The summer 2009 issue of the Indiana Historical Society Press's popular history magazine Traces of Indiana and Midwestern History will be in members' mailboxes soon.
The issue features two articles exploring the 1940 presidential campaign of Hoosier Wendell Willkie. Conrad C. Lane, Ball State University emeritus professor, remembers Willkie's famous visit to his hometown of Elwood to formally accept the Republican presidential nomination. Lane, who was nine years old at the time, tried to attend Willkie's speech with his mother, but the heat on that oppressive August day was too much.
In addition, Edward Allan Brawley, professor emeritus of social work at Arizona State University, examines the role former Socialist Party stalwart Robert Hunter played in advising Willkie during the candidate's effort to stop incumbent President Franklin D. Roosevelt from winning a third term in office.

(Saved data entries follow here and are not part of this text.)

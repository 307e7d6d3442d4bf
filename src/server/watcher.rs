//! Configuration hot-reload.
//!
//! Watches the directory holding `config.json` (the kubelet updates mounted
//! ConfigMaps through symlink swaps, so the file itself is not a stable
//! inotify target), debounces bursts of events, then re-parses the document
//! and publishes it through the watch channel. A document that fails to
//! parse is ignored and the prior configuration stays live.

use std::path::{Path, PathBuf};
use std::sync::Arc;

use notify::{Event, RecursiveMode, Watcher};
use tokio::sync::{broadcast, mpsc, watch};
use tracing::{debug, info, warn};

use crate::error::Result;
use crate::peering::PeeringConfig;
use crate::server::config;

/// Quiescence window; a change is accepted once events stop arriving for
/// this long.
pub const DEBOUNCE_WINDOW: std::time::Duration = std::time::Duration::from_millis(500);

/// Watch the configuration file until shutdown, publishing reloads.
pub async fn run(
    path: PathBuf,
    config_tx: watch::Sender<Arc<PeeringConfig>>,
    mut shutdown: broadcast::Receiver<()>,
) -> Result<()> {
    let (event_tx, mut event_rx) = mpsc::unbounded_channel();

    let mut watcher = notify::recommended_watcher(move |res: Result<Event, notify::Error>| {
        if let Ok(event) = res {
            if event.kind.is_modify() || event.kind.is_create() || event.kind.is_remove() {
                let _ = event_tx.send(());
            }
        }
    })?;

    let watch_root = path
        .parent()
        .map(Path::to_path_buf)
        .unwrap_or_else(|| path.clone());
    watcher.watch(&watch_root, RecursiveMode::Recursive)?;
    debug!(path = %watch_root.display(), "watching for configuration changes");

    'watch: loop {
        tokio::select! {
            event = event_rx.recv() => {
                if event.is_none() {
                    break 'watch;
                }
            }
            _ = shutdown.recv() => break 'watch,
        }

        // Absorb the burst: kubelet projection and editors both touch the
        // directory several times per update.
        loop {
            match tokio::time::timeout(DEBOUNCE_WINDOW, event_rx.recv()).await {
                Ok(Some(())) => continue,
                Ok(None) => break 'watch,
                Err(_) => break,
            }
        }

        match config::load_config(&path) {
            Ok(config) => {
                info!(
                    peers = config.peers.len(),
                    interval_ms = config.ping_interval,
                    "peer configuration reloaded"
                );
                config_tx.send_replace(Arc::new(config));
            }
            Err(err) => {
                warn!(error = %err, "ignoring configuration change that failed to parse");
            }
        }
    }

    debug!("configuration watcher stopped");
    Ok(())
}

Other articles in the quarterly magazine include a look at the role the Thirty-fourth Indiana Volunteer Infantry Regiment played in the Battle of Pamito Ranch, the last engagement of the Civil War; a history of private toll roads in Indiana; and African American art in the collection of the Indianapolis Museum of Art.
Traces is an award-winning popular history magazine published quarterly as a benefit of membership in the IHS. Conceived as a means of bringing to the public good narrative and analytical history about Indiana in its broader contexts of region and nation, the magazine since 1989 has explored the lives of artists, writers, politicians, performers, soldiers, entrepreneurs, homemakers, reformers, and naturalists.